Dataset entries
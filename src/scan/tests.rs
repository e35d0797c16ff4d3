// Copyright (C) 2025 FZI Forschungszentrum Informatik
// SPDX-License-Identifier: Apache-2.0

use super::*;

use alloc::vec;
use alloc::vec::Vec;

use crate::arch::Riscv;
use crate::config::{DEBUG_CONFIG, Features};
use crate::instruction::bits::Bits;
use crate::registers::riscv as regs;
use crate::target::{self, Function, NoSymbols};
use crate::tests::{assemble, code};

const NOP: u32 = 0x00000013;
const RET: u32 = 0x00008067;
const MUL: u32 = 0x02b50533;
const ADD_A5: u32 = 0x00b787b3;
const LR_W: u32 = 0x100527af;
const SC_W: u32 = 0x18f5272f;

fn scan(arch: &Riscv, insns: &[u32], limit: u64) -> (u64, PrologueCache) {
    let mut memory = code(0x1000, insns);
    let mut cache = PrologueCache::default();
    let end = scan_prologue(arch, &DEBUG_CONFIG, &mut memory, 0x1000, limit, Some(&mut cache))
        .expect("Could not scan prologue");
    (end, cache)
}

#[test]
fn rv32_frame() {
    let arch = Riscv::new(Features::RV32IMAC);
    // addi sp,sp,-32; sw ra,28(sp); sw s0,24(sp); call
    let insns = [0xfe010113, 0x00112e23, 0x00812c23, 0x100000ef];
    let (end, cache) = scan(&arch, &insns, 0x1100);
    assert_eq!(end, 0x100c);
    assert_eq!(cache.end, 0x100c);
    assert_eq!(cache.saved(regs::RA), Some(-4));
    assert_eq!(cache.sp_offset(regs::RA), Some(28));
    assert_eq!(cache.saved(regs::FP), Some(-8));
    assert_eq!(cache.sp_offset(regs::FP), Some(24));
    assert_eq!(cache.saved(regs::S1), None);
    assert_eq!(cache.frame_size, 32);
    assert_eq!(cache.base_register, regs::SP);
    assert_eq!(cache.base_offset, 32);
    assert!(!cache.dynamic);
}

#[test]
fn fp_frame() {
    let arch = Riscv::new(Features::RV64GC);
    // addi sp,sp,-32; sd ra,24(sp); sd s0,16(sp); addi s0,sp,32; call
    let insns = [0xfe010113, 0x00113c23, 0x00813823, 0x02010413, 0x100000ef];
    let (end, cache) = scan(&arch, &insns, 0x1100);
    assert_eq!(end, 0x1010);
    assert_eq!(cache.saved(regs::RA), Some(-8));
    assert_eq!(cache.saved(regs::FP), Some(-16));
    assert_eq!(cache.frame_size, 32);
    assert_eq!(cache.base_register, regs::FP);
    assert_eq!(cache.base_offset, 0);
}

#[test]
fn first_save_wins() {
    let arch = Riscv::new(Features::RV64GC);
    // addi sp,sp,-16; sd ra,8(sp); sd ra,0(sp)
    let (end, cache) = scan(&arch, &[0xff010113, 0x00113423, 0x00113023], 0x1100);
    assert_eq!(end, 0x100c);
    assert_eq!(cache.saved(regs::RA), Some(-8));
}

#[test]
fn tolerance() {
    let arch = Riscv::new(Features::RV64GC);
    // addi sp,sp,-16; mul; sd ra,8(sp); mul; sd s0,0(sp)
    let insns = [0xff010113, MUL, 0x00113423, MUL, 0x00813023];
    let (end, cache) = scan(&arch, &insns, 0x1100);
    assert_eq!(end, 0x100c);
    assert_eq!(cache.saved(regs::RA), Some(-8));
    assert_eq!(cache.saved(regs::FP), None);
}

#[test]
fn zcmp_push() {
    let arch = Riscv::new(Features::RV32IMAC.with_zcmp(true));
    // cm.push {ra, s0-s1}, -16
    let mut memory = assemble(0x1000, &[Bits::Bit16(0xb862), Bits::Bit32(0x100000ef)]);
    let mut cache = PrologueCache::default();
    let end = scan_prologue(&arch, &DEBUG_CONFIG, &mut memory, 0x1000, 0x1100, Some(&mut cache));
    assert_eq!(end, Ok(0x1002));
    assert_eq!(cache.saved(regs::RA), Some(-12));
    assert_eq!(cache.saved(regs::FP), Some(-8));
    assert_eq!(cache.saved(regs::S1), Some(-4));
    assert_eq!(cache.frame_size, 16);
    assert_eq!(cache.base_register, regs::SP);
    assert_eq!(cache.base_offset, 16);
}

#[test]
fn dynamic_sp_restart() {
    let arch = Riscv::new(Features::RV64GC);
    // addi sp,sp,-16; sub sp,sp,a0; add s0,sp,zero; sd ra,8(s0)
    let insns = [0xff010113, 0x40a10133, 0x00010433, 0x00143423];
    let (end, cache) = scan(&arch, &insns, 0x1100);
    assert_eq!(end, 0x1010);
    assert_eq!(cache.saved(regs::RA), Some(-8));
    assert_eq!(cache.base_register, regs::FP);
    assert_eq!(cache.base_offset, 16);
    assert!(cache.dynamic);
}

#[test]
fn float_save() {
    let arch = Riscv::new(Features::RV64GC);
    // addi sp,sp,-16; fsd fs0,8(sp)
    let (end, cache) = scan(&arch, &[0xff010113, 0x00813427], 0x1100);
    assert_eq!(end, 0x1008);
    assert_eq!(cache.saved(regs::f(8)), Some(-8));
}

#[test]
fn partial_save() {
    let arch = Riscv::new(Features::RV64GC);
    // addi sp,sp,-16; sw ra,8(sp)
    let (end, cache) = scan(&arch, &[0xff010113, 0x00112423], 0x1100);
    assert_eq!(end, 0x1008);
    assert_eq!(cache.saved(regs::RA), None);
}

#[test]
fn save_through_copy() {
    let arch = Riscv::new(Features::RV64GC);
    // addi sp,sp,-16; mv s1,ra; sd s1,8(sp)
    let (_, cache) = scan(&arch, &[0xff010113, 0x001004b3, 0x00913423], 0x1100);
    assert_eq!(cache.saved(regs::RA), Some(-8));
    assert_eq!(cache.saved(regs::S1), None);
}

#[test]
fn scan_limit() {
    let arch = Riscv::new(Features::RV64GC);
    let insns = [0xfe010113, 0x00113c23, 0x00813823];
    let (end, cache) = scan(&arch, &insns, 0x1008);
    assert_eq!(end, 0x1008);
    assert_eq!(cache.saved(regs::RA), Some(-8));
    assert_eq!(cache.saved(regs::FP), None);
}

#[test]
fn deterministic() {
    let arch = Riscv::new(Features::RV64GC);
    let insns = [0xfe010113, 0x00113c23, 0x00813823, 0x02010413, RET];
    assert_eq!(scan(&arch, &insns, 0x1100), scan(&arch, &insns, 0x1100));
}

#[test]
fn truncated_code() {
    let arch = Riscv::new(Features::RV64GC);
    let (end, cache) = scan(&arch, &[0xff010113], 0x1100);
    assert_eq!(end, 0x1004);
    assert_eq!(cache.frame_size, 16);
}

#[test]
fn unreadable_start() {
    let arch = Riscv::new(Features::RV64GC);
    let mut memory = code(0x1000, &[0xff010113]);
    let res = scan_prologue(&arch, &DEBUG_CONFIG, &mut memory, 0x2000, 0x2100, None);
    assert!(matches!(res, Err(Error::Memory(_, 0x2000))));
}

/// [`Symbols`] with line information for a single function
struct LineInfo;

impl target::Symbols for LineInfo {
    fn find_function(&mut self, address: u64) -> Option<Function> {
        let function = Function {
            start: 0x1000,
            end: 0x1100,
            name: None,
        };
        function.contains(address).then_some(function)
    }

    fn prologue_end(&mut self, function_start: u64) -> Option<u64> {
        (function_start == 0x1000).then_some(0x1008)
    }
}

#[test]
fn skip_with_line_info() {
    let arch = Riscv::new(Features::RV32IMAC);
    let mut memory = code(0x1000, &[0xfe010113, 0x00112e23, 0x00812c23, 0x100000ef]);
    let mut symbols = LineInfo;
    let res = skip_prologue(&arch, &DEBUG_CONFIG, &mut memory, &mut symbols, 0x1000);
    assert_eq!(res, Ok(0x1008));
    let res = skip_prologue(&arch, &DEBUG_CONFIG, &mut memory, &mut symbols, 0x1010);
    assert_eq!(res, Ok(0x1010));
}

#[test]
fn skip_by_scanning() {
    let arch = Riscv::new(Features::RV32IMAC);
    let mut memory = code(0x1000, &[0xfe010113, 0x00112e23, 0x00812c23, 0x100000ef]);

    let mut symbols = target::from_functions([(0x1000u64, 0x1010u64, "f")]);
    let res = skip_prologue(&arch, &DEBUG_CONFIG, &mut memory, &mut symbols, 0x1000);
    assert_eq!(res, Ok(0x100c));

    let mut symbols = target::from_functions([(0x1000u64, 0x1008u64, "f")]);
    let res = skip_prologue(&arch, &DEBUG_CONFIG, &mut memory, &mut symbols, 0x1000);
    assert_eq!(res, Ok(0x1008));

    let res = skip_prologue(&arch, &DEBUG_CONFIG, &mut memory, &mut NoSymbols, 0x1000);
    assert_eq!(res, Ok(0x100c));
}

#[test]
fn prologue_limit() {
    let mut symbols = LineInfo;
    assert_eq!(limit(&DEBUG_CONFIG, &mut symbols, 0x1000, 0x1100), 0x1008);
    assert_eq!(limit(&DEBUG_CONFIG, &mut symbols, 0x1000, 0x1004), 0x1004);
    assert_eq!(limit(&DEBUG_CONFIG, &mut NoSymbols, 0x2000, 0x3000), 0x2064);
}

macro_rules! epilogue_test {
    ($n:ident, [$($i:expr),*], $pc:literal, $e:expr) => {
        #[test]
        fn $n() {
            let arch = Riscv::new(Features::RV64GC);
            let mut memory = code(0x1000, &[$($i),*]);
            let expected: Option<Epilogue> = $e;
            assert_eq!(scan_epilogue(&arch, &DEBUG_CONFIG, &mut memory, $pc), expected);
            assert_eq!(
                is_in_epilogue(&arch, &DEBUG_CONFIG, &mut memory, $pc),
                expected.is_some(),
            );
        }
    };
}

// ld ra,24(sp); ld s0,16(sp); addi sp,sp,32; ret
epilogue_test!(
    epilogue_start,
    [0x01813083, 0x01013403, 0x02010113, RET],
    0x1000,
    Some(Epilogue {
        release: Some(32),
        ret: 0x100c
    })
);
epilogue_test!(
    epilogue_ret,
    [0x01813083, 0x01013403, 0x02010113, RET],
    0x100c,
    Some(Epilogue {
        release: Some(0),
        ret: 0x100c
    })
);
// addi sp,s0,-32; ld ra,24(sp); ret
epilogue_test!(
    epilogue_restore,
    [0xfe040113, 0x01813083, RET],
    0x1000,
    Some(Epilogue {
        release: None,
        ret: 0x1008
    })
);
epilogue_test!(epilogue_mul, [MUL, 0x02010113, RET], 0x1000, None);
epilogue_test!(epilogue_truncated, [0x01813083, 0x02010113], 0x1000, None);
epilogue_test!(
    epilogue_budget,
    [NOP, NOP, NOP, NOP, NOP, NOP, NOP, RET],
    0x1000,
    Some(Epilogue {
        release: Some(0),
        ret: 0x101c
    })
);
epilogue_test!(
    epilogue_exceeded,
    [NOP, NOP, NOP, NOP, NOP, NOP, NOP, NOP, NOP, RET],
    0x1000,
    None
);

macro_rules! atomic_test {
    ($n:ident, [$($i:expr),*], $e:expr) => {
        atomic_test!($n, [$($i),*], 0x1000, $e);
    };
    ($n:ident, [$($i:expr),*], $pc:literal, $e:expr) => {
        #[test]
        fn $n() {
            let arch = Riscv::new(Features::RV64GC);
            let mut memory = code(0x1000, &[$($i),*]);
            let expected: Vec<u64> = $e;
            let breakpoints = atomic_sequence_breakpoints(&arch, &DEBUG_CONFIG, &mut memory, $pc);
            assert_eq!(breakpoints, expected);
        }
    };
}

// lr.w a5,(a0); add a5,a5,a1; sc.w a4,a5,(a0); bnez a4,-12
atomic_test!(atomic_simple, [LR_W, ADD_A5, SC_W, 0xfe071ae3], vec![0x100c]);
// lr.d a5,(a0); sc.d a4,a5,(a0)
atomic_test!(atomic_double, [0x100537af, 0x18f5372f], vec![0x1008]);
// lr.w a5,(a0); bne a5,a2,+12; sc.w a4,a5,(a0); bnez a4,-12
atomic_test!(
    atomic_exit,
    [LR_W, 0x00c79663, SC_W, 0xfe071ae3],
    vec![0x1010, 0x100c]
);
// lr.w a5,(a0); beq a5,a2,+8; add; add; sc.w a4,a5,(a0)
atomic_test!(
    atomic_inner_branch,
    [LR_W, 0x00c78463, ADD_A5, ADD_A5, SC_W],
    vec![0x1014]
);
atomic_test!(
    atomic_two_branches,
    [LR_W, 0x00c79663, 0x00c79663, SC_W],
    vec![]
);
atomic_test!(atomic_backward, [LR_W, 0xfe071ae3, SC_W], vec![]);
atomic_test!(atomic_width, [LR_W, 0x18f5372f], vec![]);
atomic_test!(atomic_no_sc, [LR_W, ADD_A5], vec![]);
atomic_test!(atomic_mul, [LR_W, MUL, SC_W], vec![]);
atomic_test!(atomic_not_lr, [ADD_A5, LR_W, SC_W], vec![]);
atomic_test!(atomic_later, [ADD_A5, LR_W, SC_W], 0x1004, vec![0x100c]);

#[test]
fn atomic_limit() {
    let arch = Riscv::new(Features::RV64GC);
    let mut insns = vec![LR_W];
    insns.extend([ADD_A5; 14]);
    insns.push(SC_W);
    let mut memory = code(0x1000, &insns);
    let breakpoints = atomic_sequence_breakpoints(&arch, &DEBUG_CONFIG, &mut memory, 0x1000);
    assert_eq!(breakpoints, vec![0x1040]);

    insns.insert(1, ADD_A5);
    let mut memory = code(0x1000, &insns);
    let breakpoints = atomic_sequence_breakpoints(&arch, &DEBUG_CONFIG, &mut memory, 0x1000);
    assert!(breakpoints.is_empty());
}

- Your instructions:
Look over the data and work out how many lines include the word "NoSymbols"; reply with the number only.

- Solution to the problem:
3